:: Data for analysis
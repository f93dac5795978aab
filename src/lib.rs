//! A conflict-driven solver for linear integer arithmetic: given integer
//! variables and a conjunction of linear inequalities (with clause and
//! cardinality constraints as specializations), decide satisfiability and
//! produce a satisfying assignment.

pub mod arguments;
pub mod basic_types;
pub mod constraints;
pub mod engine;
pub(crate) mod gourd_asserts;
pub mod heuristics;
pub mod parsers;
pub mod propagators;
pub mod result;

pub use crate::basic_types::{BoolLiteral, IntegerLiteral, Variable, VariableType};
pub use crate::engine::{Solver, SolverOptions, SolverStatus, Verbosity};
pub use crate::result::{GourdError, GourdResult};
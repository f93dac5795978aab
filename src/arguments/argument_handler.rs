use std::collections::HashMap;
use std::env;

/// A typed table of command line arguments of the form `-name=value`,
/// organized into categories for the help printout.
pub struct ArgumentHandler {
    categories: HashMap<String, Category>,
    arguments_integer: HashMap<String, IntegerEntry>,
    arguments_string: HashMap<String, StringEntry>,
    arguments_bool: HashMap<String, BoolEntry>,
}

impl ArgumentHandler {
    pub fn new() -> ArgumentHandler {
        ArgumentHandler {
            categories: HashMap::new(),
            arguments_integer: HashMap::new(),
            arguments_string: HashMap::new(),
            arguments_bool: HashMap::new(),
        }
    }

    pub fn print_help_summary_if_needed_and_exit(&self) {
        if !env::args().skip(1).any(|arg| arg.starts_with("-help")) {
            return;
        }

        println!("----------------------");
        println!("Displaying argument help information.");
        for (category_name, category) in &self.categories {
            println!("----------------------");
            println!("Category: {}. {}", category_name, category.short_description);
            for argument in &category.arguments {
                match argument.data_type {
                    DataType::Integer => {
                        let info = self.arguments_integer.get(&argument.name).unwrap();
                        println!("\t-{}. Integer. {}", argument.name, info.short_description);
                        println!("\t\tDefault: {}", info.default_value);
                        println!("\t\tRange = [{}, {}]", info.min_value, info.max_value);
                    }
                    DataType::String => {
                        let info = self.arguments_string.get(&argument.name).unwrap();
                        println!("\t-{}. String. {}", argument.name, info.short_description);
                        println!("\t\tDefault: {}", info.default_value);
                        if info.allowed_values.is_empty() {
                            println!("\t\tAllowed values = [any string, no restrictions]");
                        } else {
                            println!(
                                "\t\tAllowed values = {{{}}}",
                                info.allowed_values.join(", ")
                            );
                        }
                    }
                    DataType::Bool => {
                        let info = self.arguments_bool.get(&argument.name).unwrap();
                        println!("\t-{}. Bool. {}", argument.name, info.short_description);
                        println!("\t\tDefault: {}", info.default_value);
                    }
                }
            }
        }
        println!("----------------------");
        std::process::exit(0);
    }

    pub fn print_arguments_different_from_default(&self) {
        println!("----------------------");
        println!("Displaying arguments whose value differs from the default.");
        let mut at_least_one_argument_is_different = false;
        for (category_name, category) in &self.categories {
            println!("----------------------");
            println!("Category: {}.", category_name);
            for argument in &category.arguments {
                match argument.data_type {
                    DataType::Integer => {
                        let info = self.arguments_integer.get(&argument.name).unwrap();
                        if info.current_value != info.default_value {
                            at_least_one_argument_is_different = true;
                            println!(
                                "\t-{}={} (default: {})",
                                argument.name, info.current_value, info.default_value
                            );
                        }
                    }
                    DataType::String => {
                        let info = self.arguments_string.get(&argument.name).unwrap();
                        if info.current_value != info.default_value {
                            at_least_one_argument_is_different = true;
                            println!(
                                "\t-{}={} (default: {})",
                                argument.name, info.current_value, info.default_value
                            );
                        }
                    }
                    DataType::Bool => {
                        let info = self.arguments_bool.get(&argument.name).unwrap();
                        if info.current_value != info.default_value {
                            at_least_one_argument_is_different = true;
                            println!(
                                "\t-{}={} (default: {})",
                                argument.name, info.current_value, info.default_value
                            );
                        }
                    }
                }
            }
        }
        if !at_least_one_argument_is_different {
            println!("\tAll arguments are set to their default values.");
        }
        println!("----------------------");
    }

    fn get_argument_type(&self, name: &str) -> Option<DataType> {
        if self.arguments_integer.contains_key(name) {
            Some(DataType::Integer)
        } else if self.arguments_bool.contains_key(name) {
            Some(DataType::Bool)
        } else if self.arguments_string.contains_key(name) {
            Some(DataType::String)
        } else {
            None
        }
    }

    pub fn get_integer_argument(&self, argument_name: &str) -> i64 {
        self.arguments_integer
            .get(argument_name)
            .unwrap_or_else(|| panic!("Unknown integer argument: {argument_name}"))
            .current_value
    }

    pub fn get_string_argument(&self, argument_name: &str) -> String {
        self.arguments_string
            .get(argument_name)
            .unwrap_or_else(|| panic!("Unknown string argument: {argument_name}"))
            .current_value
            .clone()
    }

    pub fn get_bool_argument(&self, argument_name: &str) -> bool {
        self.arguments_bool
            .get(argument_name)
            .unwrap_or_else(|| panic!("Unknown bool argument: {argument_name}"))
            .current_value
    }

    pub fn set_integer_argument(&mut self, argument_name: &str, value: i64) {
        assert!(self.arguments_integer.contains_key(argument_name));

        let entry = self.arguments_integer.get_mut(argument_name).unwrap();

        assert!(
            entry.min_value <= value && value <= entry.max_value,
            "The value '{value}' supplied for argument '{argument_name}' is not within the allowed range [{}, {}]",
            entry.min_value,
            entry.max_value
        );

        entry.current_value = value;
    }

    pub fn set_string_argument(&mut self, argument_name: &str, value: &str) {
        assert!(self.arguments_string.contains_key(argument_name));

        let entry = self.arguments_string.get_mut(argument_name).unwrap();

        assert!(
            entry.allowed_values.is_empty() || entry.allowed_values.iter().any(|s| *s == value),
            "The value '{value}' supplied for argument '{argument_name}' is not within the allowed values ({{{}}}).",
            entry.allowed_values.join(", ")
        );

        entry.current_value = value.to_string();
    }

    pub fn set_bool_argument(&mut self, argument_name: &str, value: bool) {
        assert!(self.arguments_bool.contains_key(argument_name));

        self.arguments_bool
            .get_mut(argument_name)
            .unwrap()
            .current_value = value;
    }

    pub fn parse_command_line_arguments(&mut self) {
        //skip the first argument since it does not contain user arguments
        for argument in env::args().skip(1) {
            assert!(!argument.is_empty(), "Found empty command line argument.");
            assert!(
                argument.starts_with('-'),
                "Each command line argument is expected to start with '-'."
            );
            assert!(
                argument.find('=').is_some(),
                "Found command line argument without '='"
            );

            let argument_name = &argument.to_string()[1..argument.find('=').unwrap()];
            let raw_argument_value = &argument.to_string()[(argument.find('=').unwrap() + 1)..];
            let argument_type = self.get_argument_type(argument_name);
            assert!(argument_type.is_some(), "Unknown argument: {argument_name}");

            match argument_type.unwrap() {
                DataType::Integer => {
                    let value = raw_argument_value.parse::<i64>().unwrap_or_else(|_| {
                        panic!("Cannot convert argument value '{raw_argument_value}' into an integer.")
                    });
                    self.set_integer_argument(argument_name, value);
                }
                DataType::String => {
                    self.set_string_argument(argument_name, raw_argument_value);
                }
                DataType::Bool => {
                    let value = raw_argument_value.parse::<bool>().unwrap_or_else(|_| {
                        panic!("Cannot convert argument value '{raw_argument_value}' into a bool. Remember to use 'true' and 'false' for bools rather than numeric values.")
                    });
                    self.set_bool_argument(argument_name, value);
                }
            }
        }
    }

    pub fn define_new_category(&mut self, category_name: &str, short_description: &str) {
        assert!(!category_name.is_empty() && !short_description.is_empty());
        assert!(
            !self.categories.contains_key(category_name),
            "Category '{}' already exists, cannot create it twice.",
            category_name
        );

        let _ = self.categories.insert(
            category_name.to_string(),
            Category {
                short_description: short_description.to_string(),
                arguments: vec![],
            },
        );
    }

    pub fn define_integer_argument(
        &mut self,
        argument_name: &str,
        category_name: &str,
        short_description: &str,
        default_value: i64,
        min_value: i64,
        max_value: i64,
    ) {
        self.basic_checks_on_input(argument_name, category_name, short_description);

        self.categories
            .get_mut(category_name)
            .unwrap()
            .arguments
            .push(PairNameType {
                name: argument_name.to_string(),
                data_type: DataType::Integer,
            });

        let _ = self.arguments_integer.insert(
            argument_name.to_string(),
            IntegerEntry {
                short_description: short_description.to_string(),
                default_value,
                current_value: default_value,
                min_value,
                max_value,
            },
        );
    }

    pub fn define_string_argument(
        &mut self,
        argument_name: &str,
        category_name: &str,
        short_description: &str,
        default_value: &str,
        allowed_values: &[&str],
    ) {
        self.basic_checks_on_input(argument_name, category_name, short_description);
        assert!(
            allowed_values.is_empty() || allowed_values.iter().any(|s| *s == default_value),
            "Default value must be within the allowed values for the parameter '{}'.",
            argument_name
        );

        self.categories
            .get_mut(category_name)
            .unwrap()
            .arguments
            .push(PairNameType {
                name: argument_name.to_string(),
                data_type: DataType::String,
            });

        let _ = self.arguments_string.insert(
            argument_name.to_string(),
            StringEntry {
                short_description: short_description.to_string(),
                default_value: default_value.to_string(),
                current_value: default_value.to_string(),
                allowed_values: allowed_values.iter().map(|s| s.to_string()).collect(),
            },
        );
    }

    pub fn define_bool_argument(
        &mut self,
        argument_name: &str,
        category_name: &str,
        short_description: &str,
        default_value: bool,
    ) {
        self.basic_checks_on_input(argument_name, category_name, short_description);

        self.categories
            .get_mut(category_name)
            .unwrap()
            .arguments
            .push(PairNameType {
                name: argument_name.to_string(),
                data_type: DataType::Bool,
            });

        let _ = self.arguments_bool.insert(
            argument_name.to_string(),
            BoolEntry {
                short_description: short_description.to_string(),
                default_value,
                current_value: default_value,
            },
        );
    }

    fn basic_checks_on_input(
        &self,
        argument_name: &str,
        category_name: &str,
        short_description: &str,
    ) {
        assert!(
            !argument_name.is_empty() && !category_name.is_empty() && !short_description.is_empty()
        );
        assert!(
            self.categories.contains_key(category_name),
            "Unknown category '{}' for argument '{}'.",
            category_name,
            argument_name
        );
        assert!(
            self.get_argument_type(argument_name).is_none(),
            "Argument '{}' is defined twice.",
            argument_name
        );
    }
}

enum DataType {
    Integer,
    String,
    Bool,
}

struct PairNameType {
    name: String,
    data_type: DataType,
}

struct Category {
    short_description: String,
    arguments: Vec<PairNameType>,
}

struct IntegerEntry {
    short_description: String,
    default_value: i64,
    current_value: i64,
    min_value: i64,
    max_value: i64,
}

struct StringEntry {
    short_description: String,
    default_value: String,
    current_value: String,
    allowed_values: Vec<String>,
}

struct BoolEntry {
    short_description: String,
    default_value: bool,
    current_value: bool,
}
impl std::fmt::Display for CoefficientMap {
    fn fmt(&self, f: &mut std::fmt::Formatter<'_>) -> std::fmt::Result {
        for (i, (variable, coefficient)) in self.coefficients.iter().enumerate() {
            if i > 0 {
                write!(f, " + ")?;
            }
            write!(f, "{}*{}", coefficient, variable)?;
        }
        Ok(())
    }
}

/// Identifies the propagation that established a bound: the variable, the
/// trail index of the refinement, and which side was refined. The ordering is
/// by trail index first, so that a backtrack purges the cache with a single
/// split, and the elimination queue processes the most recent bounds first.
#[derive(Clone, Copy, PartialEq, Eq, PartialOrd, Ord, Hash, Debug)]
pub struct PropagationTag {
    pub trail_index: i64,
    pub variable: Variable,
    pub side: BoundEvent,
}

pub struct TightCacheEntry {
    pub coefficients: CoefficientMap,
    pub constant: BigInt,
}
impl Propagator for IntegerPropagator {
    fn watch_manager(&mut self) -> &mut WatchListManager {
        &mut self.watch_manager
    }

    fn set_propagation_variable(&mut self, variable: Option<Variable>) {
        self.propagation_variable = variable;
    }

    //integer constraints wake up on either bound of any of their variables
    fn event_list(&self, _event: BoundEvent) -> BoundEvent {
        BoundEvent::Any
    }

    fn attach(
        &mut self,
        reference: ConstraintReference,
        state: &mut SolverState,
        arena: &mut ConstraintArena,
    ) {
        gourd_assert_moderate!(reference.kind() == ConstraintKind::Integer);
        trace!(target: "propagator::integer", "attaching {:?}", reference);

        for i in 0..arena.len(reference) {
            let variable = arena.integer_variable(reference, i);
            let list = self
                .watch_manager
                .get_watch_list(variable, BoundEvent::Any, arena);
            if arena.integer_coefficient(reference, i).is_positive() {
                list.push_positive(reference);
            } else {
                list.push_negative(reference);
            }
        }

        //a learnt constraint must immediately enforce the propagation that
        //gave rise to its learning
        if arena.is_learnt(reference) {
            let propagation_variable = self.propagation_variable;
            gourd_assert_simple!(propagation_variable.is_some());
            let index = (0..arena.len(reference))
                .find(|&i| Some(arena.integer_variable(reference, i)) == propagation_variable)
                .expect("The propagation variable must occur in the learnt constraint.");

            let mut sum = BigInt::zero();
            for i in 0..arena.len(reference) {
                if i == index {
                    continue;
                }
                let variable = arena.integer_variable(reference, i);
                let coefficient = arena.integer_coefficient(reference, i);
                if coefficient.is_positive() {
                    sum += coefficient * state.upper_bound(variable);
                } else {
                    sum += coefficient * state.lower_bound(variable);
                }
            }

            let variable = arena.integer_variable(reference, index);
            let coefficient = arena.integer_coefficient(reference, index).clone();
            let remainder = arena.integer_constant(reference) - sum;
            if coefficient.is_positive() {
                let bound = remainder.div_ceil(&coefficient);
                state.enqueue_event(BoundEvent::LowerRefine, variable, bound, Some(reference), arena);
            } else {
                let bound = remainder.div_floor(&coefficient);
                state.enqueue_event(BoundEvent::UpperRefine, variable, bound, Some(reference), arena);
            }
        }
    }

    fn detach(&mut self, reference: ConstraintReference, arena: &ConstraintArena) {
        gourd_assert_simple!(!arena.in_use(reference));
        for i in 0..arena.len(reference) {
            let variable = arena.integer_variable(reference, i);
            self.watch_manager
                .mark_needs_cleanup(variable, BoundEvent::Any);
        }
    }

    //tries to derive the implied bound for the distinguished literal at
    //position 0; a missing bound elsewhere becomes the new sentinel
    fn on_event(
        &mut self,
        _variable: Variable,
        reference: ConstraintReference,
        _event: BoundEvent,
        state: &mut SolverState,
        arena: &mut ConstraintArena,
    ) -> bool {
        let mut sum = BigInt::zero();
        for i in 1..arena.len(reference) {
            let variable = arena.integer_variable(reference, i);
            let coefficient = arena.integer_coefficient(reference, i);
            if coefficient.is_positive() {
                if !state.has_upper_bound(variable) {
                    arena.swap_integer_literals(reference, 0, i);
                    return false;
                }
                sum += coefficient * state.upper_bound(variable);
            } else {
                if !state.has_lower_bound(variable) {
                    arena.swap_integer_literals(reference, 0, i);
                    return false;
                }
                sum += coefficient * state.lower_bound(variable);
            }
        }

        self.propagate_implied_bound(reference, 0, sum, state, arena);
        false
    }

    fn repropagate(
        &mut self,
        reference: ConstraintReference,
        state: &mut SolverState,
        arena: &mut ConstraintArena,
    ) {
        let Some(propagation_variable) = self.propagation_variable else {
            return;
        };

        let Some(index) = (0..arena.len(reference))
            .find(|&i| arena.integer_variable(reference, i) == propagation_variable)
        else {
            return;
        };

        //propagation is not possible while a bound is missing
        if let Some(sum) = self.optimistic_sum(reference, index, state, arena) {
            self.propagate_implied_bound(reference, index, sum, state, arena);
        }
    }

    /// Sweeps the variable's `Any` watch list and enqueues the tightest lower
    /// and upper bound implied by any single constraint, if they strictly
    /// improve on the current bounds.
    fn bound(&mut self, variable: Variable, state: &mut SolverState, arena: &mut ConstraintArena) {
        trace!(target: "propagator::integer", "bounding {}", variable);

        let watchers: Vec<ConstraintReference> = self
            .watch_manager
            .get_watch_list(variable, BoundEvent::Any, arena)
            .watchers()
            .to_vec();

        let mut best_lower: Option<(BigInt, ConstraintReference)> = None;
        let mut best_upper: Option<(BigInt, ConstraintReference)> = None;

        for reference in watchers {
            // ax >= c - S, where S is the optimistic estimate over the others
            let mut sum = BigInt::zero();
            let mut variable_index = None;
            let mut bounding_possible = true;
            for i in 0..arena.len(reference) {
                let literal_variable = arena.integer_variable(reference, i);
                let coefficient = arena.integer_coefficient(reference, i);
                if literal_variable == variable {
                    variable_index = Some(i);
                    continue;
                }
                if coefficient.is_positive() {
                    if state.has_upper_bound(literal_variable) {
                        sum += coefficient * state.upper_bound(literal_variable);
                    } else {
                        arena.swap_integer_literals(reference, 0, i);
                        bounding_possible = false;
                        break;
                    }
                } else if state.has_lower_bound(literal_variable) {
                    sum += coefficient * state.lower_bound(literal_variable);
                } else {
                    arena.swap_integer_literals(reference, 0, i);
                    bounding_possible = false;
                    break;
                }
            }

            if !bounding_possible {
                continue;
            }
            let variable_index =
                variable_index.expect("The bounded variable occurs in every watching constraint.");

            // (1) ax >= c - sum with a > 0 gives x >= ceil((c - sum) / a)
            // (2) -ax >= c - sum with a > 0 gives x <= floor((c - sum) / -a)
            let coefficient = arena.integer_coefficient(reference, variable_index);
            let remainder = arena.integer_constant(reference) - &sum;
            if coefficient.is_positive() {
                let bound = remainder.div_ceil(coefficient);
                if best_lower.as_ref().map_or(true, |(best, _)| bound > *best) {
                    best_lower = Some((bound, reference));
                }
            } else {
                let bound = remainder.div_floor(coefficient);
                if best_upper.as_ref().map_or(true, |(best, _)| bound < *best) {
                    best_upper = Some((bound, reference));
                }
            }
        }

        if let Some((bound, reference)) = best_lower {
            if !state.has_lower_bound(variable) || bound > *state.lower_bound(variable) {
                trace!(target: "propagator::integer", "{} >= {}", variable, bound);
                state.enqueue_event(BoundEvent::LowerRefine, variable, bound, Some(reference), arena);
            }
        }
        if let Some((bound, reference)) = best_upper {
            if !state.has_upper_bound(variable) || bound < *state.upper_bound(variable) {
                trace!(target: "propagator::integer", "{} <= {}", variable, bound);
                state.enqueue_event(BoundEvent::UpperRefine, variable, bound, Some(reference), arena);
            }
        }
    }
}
::::
Goal of the exercise =>
Filter this listing and copy only the lines holding the word "true".

Answer for the task =>
                            at_least_one_argument_is_different = true;
                            at_least_one_argument_is_different = true;
                            at_least_one_argument_is_different = true;
                        panic!("Cannot convert argument value '{raw_argument_value}' into a bool. Remember to use 'true' and 'false' for bools rather than numeric values.")
            let mut bounding_possible = true;
                if best_lower.as_ref().map_or(true, |(best, _)| bound > *best) {
                if best_upper.as_ref().map_or(true, |(best, _)| bound < *best) {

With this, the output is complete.